──────── DATA TO USE ────────

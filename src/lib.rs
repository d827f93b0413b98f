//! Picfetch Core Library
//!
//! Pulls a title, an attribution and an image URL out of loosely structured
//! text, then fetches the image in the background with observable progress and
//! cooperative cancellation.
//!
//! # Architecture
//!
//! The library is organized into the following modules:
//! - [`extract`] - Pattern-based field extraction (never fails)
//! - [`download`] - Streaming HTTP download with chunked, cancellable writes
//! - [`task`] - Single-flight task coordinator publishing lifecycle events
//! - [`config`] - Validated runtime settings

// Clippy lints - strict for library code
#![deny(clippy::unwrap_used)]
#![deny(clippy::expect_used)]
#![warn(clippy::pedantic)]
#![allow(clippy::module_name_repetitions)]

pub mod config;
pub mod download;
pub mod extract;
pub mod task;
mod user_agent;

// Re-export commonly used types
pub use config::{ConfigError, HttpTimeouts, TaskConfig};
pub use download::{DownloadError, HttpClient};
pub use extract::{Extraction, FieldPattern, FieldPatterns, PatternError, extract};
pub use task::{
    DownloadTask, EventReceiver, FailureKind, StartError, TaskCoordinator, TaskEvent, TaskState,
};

────────
──────── DATA TO USE ────────

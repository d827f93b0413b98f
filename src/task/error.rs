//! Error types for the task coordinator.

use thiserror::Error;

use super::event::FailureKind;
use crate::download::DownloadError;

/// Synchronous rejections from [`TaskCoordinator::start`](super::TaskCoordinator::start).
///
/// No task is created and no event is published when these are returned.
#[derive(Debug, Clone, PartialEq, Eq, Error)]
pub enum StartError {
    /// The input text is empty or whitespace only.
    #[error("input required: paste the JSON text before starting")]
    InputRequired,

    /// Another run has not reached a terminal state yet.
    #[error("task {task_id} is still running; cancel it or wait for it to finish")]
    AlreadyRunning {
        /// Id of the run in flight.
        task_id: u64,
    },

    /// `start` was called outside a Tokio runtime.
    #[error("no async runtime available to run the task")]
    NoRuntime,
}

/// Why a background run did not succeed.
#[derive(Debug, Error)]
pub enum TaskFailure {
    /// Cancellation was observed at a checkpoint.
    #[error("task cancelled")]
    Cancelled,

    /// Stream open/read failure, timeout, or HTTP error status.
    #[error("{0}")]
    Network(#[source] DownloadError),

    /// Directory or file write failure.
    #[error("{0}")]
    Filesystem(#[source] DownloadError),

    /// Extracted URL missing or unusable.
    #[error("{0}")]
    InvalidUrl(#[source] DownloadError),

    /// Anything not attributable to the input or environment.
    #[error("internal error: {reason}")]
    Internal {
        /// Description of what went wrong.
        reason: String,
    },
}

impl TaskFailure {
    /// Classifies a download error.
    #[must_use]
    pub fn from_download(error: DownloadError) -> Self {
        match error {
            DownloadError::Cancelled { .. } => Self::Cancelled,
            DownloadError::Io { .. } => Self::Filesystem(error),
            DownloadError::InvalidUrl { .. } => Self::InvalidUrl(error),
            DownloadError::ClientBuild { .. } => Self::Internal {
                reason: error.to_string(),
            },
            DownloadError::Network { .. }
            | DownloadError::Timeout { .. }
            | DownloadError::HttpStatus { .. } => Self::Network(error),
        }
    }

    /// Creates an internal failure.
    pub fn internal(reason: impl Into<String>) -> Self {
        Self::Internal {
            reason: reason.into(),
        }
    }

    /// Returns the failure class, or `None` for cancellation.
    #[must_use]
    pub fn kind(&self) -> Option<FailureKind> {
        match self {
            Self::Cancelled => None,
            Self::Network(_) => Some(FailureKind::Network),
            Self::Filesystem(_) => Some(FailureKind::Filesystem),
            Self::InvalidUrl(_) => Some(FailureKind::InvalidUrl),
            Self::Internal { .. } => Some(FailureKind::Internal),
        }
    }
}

────────

*EXERCISE REQUIREMENTS*
Go through the data above and copy each line that holds the word "enum".

*OUTPUT FOR THIS TASK*
pub enum StartError {
pub enum TaskFailure {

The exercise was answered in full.